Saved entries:
__________________________________________________

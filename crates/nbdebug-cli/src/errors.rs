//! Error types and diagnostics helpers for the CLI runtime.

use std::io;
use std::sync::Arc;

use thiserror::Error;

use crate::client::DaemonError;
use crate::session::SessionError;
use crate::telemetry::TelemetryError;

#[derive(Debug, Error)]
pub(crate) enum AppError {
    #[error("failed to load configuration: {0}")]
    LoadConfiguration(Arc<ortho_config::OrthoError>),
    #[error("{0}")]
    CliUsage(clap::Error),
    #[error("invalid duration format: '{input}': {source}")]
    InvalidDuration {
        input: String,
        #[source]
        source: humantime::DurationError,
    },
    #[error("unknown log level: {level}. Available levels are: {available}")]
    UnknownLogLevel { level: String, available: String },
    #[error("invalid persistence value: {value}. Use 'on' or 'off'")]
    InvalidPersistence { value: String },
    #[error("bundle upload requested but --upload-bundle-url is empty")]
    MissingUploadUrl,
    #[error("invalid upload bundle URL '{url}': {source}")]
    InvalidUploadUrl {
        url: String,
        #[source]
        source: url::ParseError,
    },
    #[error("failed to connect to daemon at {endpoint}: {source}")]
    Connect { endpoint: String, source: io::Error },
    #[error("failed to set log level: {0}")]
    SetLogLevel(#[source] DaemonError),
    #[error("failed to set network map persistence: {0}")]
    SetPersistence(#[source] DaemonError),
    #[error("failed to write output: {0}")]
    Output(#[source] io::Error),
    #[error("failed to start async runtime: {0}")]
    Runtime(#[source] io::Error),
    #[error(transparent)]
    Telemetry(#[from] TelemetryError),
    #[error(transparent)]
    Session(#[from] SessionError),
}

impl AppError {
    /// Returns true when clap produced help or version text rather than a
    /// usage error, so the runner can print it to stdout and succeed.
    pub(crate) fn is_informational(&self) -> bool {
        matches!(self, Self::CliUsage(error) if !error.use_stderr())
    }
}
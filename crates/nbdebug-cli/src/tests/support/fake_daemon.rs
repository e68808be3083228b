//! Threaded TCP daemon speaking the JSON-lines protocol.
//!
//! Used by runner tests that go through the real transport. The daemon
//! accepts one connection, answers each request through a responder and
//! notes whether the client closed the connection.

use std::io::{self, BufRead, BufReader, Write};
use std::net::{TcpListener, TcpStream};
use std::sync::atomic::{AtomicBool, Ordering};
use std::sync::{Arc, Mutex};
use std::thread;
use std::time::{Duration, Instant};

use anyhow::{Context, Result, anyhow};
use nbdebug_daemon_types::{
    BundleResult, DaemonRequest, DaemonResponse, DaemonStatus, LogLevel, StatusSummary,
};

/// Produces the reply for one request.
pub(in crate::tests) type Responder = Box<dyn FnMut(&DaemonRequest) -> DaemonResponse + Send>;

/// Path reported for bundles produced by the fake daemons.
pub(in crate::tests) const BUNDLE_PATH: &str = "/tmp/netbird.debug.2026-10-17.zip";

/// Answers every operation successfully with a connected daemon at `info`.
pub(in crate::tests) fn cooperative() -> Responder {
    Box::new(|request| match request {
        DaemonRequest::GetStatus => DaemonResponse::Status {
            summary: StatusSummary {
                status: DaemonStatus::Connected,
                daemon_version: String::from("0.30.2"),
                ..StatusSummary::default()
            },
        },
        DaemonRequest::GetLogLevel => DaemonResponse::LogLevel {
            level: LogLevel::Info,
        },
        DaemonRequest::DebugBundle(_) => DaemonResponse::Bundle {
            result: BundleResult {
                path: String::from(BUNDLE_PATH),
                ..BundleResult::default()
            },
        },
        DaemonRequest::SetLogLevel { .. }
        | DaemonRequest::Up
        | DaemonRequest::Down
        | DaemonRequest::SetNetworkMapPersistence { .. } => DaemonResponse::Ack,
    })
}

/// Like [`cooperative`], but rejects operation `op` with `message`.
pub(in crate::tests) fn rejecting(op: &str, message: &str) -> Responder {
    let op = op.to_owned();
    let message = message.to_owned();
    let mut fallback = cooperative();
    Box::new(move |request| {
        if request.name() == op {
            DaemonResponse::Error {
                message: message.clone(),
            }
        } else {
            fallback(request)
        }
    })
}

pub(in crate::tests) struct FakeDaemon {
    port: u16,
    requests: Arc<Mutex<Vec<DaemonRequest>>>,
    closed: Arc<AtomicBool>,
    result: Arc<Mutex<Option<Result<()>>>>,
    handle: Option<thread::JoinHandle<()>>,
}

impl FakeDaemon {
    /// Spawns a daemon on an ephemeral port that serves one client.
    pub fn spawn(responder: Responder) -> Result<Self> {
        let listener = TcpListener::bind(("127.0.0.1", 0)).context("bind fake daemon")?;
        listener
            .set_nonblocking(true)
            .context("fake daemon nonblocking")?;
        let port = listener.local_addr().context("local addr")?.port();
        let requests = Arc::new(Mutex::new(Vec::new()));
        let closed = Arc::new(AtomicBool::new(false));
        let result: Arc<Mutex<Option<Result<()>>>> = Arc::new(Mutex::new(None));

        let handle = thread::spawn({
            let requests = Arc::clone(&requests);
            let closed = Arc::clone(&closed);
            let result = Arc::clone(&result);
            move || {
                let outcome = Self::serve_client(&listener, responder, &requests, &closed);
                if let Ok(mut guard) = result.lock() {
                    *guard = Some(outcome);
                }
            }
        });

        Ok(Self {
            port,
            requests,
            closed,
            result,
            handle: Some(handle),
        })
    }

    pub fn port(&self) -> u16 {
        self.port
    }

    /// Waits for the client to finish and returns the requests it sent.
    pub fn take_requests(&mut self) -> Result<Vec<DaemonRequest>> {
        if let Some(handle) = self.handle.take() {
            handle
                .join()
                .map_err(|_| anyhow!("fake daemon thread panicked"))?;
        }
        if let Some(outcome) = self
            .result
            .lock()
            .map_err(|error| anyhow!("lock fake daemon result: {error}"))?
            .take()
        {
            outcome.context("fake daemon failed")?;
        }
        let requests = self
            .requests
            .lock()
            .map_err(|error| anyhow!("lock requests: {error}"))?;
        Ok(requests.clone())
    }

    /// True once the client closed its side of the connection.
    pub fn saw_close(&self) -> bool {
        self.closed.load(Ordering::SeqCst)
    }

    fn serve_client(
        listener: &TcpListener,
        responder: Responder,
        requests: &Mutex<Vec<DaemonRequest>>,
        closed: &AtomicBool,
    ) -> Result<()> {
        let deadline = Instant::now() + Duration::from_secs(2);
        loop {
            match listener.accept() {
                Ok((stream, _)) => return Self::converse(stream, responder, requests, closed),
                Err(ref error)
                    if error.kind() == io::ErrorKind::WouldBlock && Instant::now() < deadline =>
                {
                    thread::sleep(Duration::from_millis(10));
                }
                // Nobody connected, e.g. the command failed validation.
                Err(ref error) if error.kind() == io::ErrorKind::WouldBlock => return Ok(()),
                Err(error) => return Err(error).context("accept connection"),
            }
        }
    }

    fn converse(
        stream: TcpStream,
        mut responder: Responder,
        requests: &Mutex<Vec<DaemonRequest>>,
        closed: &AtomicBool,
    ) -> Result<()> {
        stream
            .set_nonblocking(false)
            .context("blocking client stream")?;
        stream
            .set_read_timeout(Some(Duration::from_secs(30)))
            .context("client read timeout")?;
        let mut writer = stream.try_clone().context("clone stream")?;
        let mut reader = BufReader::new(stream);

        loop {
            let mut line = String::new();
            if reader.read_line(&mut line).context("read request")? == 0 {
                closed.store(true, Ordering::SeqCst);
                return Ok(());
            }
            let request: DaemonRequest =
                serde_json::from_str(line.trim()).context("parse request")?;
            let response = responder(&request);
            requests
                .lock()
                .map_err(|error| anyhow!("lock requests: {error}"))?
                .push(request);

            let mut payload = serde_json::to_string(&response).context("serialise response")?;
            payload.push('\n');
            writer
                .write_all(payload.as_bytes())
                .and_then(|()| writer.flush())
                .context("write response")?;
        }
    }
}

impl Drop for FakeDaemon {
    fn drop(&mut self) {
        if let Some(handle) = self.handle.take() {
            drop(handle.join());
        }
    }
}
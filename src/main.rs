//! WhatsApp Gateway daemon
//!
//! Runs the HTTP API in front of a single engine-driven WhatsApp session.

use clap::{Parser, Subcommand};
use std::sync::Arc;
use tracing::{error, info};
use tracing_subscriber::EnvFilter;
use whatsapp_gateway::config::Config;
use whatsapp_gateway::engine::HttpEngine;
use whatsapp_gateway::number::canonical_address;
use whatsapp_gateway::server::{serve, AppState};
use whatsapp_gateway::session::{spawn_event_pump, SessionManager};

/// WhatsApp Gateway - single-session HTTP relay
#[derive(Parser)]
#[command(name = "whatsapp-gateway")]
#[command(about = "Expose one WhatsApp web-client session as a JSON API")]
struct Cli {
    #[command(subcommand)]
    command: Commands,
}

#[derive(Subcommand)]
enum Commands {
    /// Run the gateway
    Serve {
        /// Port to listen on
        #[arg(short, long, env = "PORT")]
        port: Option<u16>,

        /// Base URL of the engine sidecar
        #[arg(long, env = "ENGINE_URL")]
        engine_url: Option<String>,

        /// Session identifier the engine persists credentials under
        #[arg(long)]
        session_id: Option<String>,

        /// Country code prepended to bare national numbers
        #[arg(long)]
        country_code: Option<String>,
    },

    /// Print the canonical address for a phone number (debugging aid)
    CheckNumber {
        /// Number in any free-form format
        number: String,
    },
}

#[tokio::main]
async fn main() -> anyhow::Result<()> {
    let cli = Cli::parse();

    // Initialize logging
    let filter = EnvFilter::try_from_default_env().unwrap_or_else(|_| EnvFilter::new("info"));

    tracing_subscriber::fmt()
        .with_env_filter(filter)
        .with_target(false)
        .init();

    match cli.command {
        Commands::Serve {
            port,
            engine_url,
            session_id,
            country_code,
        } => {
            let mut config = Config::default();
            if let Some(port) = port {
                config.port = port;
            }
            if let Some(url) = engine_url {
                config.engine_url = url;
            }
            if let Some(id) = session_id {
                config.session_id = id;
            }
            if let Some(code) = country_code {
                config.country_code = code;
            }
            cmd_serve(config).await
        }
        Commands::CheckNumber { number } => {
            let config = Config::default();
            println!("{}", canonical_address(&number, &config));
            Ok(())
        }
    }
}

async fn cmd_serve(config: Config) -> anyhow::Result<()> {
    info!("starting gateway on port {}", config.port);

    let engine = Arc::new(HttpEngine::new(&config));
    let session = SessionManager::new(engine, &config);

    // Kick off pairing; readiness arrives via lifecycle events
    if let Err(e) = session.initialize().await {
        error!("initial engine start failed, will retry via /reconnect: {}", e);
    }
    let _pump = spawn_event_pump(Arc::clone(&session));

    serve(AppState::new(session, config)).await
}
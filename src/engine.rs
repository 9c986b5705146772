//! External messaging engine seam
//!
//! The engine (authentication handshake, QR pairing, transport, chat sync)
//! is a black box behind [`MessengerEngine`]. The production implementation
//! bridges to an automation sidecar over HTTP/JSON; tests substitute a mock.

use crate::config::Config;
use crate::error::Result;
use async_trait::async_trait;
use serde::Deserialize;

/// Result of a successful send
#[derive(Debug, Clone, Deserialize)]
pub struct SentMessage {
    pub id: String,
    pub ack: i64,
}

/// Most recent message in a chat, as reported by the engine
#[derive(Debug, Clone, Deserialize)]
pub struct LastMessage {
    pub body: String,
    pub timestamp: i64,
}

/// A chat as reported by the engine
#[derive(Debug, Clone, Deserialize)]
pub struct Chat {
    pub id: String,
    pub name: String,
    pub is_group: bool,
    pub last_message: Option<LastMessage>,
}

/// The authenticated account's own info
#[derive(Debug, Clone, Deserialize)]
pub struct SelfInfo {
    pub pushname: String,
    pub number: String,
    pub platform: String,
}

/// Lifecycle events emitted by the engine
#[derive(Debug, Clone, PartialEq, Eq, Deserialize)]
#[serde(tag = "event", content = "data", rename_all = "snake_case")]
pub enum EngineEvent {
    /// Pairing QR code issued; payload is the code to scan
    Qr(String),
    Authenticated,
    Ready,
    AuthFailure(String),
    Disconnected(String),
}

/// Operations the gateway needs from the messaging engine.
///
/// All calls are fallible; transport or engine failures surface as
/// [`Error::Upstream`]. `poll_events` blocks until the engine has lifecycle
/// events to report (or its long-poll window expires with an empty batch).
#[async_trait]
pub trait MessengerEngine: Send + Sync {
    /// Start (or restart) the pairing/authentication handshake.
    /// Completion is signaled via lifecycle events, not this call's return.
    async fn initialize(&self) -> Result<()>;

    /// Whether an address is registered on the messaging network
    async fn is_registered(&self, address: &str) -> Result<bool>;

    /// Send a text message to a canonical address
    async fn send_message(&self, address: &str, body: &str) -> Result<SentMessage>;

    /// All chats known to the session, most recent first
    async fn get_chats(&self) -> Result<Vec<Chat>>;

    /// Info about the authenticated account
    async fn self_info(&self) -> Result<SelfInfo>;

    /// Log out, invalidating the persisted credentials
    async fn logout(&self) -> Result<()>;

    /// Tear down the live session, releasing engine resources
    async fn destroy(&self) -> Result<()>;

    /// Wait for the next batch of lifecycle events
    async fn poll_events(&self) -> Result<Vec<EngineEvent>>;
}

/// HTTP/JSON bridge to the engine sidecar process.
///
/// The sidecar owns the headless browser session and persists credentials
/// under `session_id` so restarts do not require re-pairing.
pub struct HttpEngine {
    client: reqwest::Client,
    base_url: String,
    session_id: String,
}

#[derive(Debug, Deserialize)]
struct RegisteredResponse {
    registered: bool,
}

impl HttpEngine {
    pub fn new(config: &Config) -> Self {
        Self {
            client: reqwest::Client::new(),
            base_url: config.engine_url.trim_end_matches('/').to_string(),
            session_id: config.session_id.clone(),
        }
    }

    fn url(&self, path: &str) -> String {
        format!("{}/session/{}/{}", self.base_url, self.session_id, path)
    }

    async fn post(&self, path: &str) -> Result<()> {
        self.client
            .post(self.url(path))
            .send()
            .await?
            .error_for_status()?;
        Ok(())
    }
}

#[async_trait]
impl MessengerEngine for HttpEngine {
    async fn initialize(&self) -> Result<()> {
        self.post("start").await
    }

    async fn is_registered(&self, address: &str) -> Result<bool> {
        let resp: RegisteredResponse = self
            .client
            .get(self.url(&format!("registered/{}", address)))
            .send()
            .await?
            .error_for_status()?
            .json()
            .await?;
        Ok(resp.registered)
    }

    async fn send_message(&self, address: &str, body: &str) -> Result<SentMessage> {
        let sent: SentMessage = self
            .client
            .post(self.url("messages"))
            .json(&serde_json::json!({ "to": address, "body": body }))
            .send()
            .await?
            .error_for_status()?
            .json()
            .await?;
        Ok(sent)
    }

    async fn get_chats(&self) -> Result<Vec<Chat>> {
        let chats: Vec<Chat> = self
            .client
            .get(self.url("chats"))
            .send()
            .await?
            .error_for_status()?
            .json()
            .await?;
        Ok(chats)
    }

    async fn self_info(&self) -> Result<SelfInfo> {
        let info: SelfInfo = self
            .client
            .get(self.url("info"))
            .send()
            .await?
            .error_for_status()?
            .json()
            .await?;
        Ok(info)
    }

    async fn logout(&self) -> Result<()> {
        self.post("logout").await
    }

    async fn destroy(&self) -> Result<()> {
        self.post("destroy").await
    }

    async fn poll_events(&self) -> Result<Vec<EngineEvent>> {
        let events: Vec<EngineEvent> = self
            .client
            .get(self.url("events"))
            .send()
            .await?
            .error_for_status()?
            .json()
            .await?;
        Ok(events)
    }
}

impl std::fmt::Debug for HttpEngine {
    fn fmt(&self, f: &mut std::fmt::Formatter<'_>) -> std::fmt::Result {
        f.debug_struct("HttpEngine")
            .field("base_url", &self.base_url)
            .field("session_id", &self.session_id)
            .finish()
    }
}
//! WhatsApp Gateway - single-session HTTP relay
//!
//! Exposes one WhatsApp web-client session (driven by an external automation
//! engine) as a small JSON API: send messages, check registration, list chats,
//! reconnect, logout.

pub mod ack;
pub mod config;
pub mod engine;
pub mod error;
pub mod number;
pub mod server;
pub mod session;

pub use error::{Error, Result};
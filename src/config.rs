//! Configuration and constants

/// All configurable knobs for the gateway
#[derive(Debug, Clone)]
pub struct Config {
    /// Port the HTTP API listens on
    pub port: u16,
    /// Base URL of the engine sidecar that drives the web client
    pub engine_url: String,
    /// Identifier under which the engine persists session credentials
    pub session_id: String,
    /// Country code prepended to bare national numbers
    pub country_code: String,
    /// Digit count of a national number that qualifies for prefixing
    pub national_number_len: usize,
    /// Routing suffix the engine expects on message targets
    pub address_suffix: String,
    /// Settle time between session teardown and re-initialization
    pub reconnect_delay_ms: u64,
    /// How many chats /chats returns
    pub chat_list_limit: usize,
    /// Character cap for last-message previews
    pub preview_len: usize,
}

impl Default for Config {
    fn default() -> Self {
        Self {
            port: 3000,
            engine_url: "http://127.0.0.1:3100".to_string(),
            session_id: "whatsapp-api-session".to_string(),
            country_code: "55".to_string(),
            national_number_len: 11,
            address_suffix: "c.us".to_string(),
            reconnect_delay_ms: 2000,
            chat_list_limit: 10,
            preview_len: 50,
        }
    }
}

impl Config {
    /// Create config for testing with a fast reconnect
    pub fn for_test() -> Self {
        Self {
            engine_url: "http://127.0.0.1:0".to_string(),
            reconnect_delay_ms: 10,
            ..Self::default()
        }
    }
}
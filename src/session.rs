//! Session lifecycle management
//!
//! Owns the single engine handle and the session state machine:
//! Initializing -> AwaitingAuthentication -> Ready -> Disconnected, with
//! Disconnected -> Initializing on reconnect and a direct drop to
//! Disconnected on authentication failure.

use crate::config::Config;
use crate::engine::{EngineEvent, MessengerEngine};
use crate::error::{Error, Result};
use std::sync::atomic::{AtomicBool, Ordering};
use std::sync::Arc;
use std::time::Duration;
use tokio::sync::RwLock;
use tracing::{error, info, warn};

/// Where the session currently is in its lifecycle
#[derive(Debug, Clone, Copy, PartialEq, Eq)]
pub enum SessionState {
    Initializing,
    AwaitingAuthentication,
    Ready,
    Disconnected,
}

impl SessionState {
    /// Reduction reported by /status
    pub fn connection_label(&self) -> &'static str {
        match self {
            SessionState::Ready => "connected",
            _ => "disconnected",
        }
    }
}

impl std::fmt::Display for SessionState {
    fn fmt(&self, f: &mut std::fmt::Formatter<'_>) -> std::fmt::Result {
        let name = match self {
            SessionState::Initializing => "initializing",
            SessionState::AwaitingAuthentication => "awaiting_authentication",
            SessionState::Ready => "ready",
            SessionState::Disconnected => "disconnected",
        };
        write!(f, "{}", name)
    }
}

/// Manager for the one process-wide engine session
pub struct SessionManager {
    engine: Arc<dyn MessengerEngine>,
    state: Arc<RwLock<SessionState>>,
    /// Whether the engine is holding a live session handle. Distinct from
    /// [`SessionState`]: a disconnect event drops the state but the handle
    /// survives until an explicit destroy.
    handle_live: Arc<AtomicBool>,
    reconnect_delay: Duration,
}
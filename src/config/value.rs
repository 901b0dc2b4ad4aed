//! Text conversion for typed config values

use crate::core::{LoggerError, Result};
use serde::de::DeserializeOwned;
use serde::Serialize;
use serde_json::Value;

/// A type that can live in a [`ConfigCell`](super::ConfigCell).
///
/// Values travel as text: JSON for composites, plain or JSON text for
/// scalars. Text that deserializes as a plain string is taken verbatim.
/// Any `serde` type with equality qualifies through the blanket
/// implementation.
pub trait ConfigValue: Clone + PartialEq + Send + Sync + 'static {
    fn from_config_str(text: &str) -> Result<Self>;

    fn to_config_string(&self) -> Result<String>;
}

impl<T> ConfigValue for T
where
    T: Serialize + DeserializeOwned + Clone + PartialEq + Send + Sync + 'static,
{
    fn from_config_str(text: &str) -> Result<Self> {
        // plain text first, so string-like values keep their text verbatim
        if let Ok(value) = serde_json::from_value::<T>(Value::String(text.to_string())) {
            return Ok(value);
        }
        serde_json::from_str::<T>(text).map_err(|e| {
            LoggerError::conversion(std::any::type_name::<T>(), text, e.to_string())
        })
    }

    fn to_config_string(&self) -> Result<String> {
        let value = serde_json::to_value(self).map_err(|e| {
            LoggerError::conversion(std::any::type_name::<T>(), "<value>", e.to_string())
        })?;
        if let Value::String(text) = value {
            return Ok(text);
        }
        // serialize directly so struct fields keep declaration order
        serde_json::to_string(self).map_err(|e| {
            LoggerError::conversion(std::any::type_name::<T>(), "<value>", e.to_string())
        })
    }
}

__________________________________________________

* _Activity_: Only the lines above starting with the one with "for one request." and going through the one with "pub(in crate::tests) const" are to be copied, word for word and with both ends kept.

* _Problem solution_:
/// Produces the reply for one request.
pub(in crate::tests) type Responder = Box<dyn FnMut(&DaemonRequest) -> DaemonResponse + Send>;

/// Path reported for bundles produced by the fake daemons.
pub(in crate::tests) const BUNDLE_PATH: &str = "/tmp/netbird.debug.2026-10-17.zip";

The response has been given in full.